Perto da mamãe

Data de publicação: 21/02/2014

Rosângela Barboza



Muitos pais e mães estão carregando os bebês presos junto ao corpo. O sistema é prático e traz benefícios à criança, desde que respeitadas algumas recomendações.

Levar os bebês junto ao corpo é costume enraizado na cultura de diversos países, especialmente asiáticos e africanos, sem esquecer as comunidades indígenas. As mães amarram largas tiras de pano entrelaçadas no peito ou nas costas, levando os pequenos para todo lugar. O mundo ocidental copiou esse modelo, criando diversos tipos de carregadores de bebês, como sling, wrap, canguru ou mei tai. O que em muitas culturas é tradição, aqui se tornou sinônimo de praticidade, pois, enquanto os bebês ficam no aconchego, as mães mantêm seus braços livres.

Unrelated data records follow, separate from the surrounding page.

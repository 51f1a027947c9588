//! Screen-aware orientation extraction
//!
//! Turns a raw rotation-vector sample into azimuth, pitch and roll as seen
//! from the screen's current visual frame.
//!
//! # Example
//! ```
//! use absolute_rotation::{ScreenOrientation, extract};
//!
//! // Device lying flat on a table, screen up
//! let orientation = extract(&[0.0, 0.0, 0.0, 1.0], ScreenOrientation::Rotation0).unwrap();
//!
//! // With the screen treated as an instrument panel, flat means tipped fully back
//! assert!((orientation.pitch - core::f32::consts::FRAC_PI_2).abs() < 1e-5);
//! ```

use nalgebra::Matrix3;

use crate::axes::remap_for_screen;
use crate::error::Error;
use crate::math::{orientation_from_matrix, rotation_matrix_from_vector};
use crate::types::{Orientation, ScreenOrientation};

/// Rotation matrix of `raw`, remapped into the frame of `screen`.
pub fn screen_rotation_matrix(raw: &[f32], screen: ScreenOrientation) -> Result<Matrix3<f32>, Error> {
    let matrix = rotation_matrix_from_vector(raw)?;
    Ok(remap_for_screen(&matrix, screen))
}

/// Azimuth, pitch and roll of `raw` for the given screen orientation.
///
/// Fails with [`Error::InvalidSample`] when `raw` has fewer than three
/// components, a non-finite component, or zero magnitude.
pub fn extract(raw: &[f32], screen: ScreenOrientation) -> Result<Orientation, Error> {
    let matrix = screen_rotation_matrix(raw, screen)?;
    Ok(orientation_from_matrix(&matrix))
}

O objetivo primordial desse modo de transportar as crianças, porém, é manter o bebê perto da mãe ou do pai, estabelecendo uma relação afetiva mais rica entre eles. Afinal, o colo materno é insubstituível para o bebê. Essa verdade pode ser observada no método Mãe Canguru, voltado para o desenvolvimento de bebês prematuros. A prática começou nas maternidades da Guatemala, onde a falta de incubadoras levou os médicos a colocarem os bebês por dentro da roupa das mães, mantendo-os, assim, aquecidos. Pertinho da mãe, os recém-nascidos se desenvolveram melhor e mais rapidamente, recebendo alta médica antes dos prematuros que não usaram tal método.

Diversas vantagens – Os acessórios usados para carregar bebês junto ao corpo trazem muitas vantagens para a criança. Pertinho da mãe, eles têm seus desejos e necessidades rapidamente satisfeitos e ficam mais calmos e seguros. “A mãe carrega o nenê durante nove meses em seu ventre. No útero, ele sente os batimentos cardíacos e o calor maternos. Por isso, no nascimento há uma ruptura muito grande. Acessórios como esses ajudam a prolongar o estado de aconchego, pois o bebê permanece perto da mãe, sendo muito úteis para promover esse período de transição para o meio externo” – explica o pediatra Tadeu Fernando Fernandes, vice-presidente do Departamento de Pediatria Ambulatorial e Cuidados Primários da Sociedade Brasileira de Pediatria, seção São Paulo.

Nesse sentido, há diferenças entre esse modo de carregar a criança e o transporte em carrinhos, cadeirinhas ou bebês-conforto, nos quais a criança não fica tão próxima da mãe. “A maioria dos carregadores não substitui o colo materno, que é muito mais seguro. Junto ao corpo da mãe, o bebê sente o calor dela, e essa proximidade proporciona segurança emocional, fortalecendo o vínculo entre mãe e bebê” – avalia a pediatra Lidimar Rodrigues de Souza.

Limites e cuidados – O uso de carregadores de bebês também tem limites a serem observados. O pediatra Tadeu Fernandes lembra que exagerar nesse uso não é bom nem para a criança nem para a mãe. “Esses acessórios são úteis enquanto o bebê está mais novo. Não é recomendável para crianças maiores” – alerta. De acordo com o médico, o tempo ideal de utilização é quando a criança começa a esboçar os primeiros movimentos para conseguir engatinhar ou andar. “Há mulheres que incorporam esses acessórios como um modo de vida, construindo uma relação de muita dependência entre mãe e filho” – explica. Para o pediatra, ficar a maior parte do dia com o bebê junto ao corpo não é bom. “Vai chegar o momento em que a criança precisará ficar mais tempo separada da mãe, e ambas devem estar preparadas para isso” – observa.

Outro motivo para evitar o uso excessivo desses acessórios é a necessidade de crescimento dos pequenos. “A criança precisa ter contato com o chão para ganhar equilíbrio, possibilitando seu desenvolvimento neurológico e motor” – afirma dr. Tadeu. A pediatra Lidimar de Souza adverte que, nossa realidade é diferente da vivenciada pelas mães nos países asiáticos, que carregam seus filhos, mesmo maiores, junto ao corpo até para trabalhar. “Elas utilizam essas faixas com mais facilidade. É uma questão cultural e de necessidade. A mulher ocidental não tem essa cultura” – esclarece a médica.

Os pediatras ainda ressaltam a importância de os pais usarem esses acessórios de forma correta, pois o uso inadequado pode sufocar o bebê. “Se a mãe ou o pai souberem usar, não há riscos de a criança cair ou sufocar. É recomendável, porém, ler o manual de instrução ou obter orientações corretas antes de começar a usá-los” – salienta dr. Tadeu Fernandes.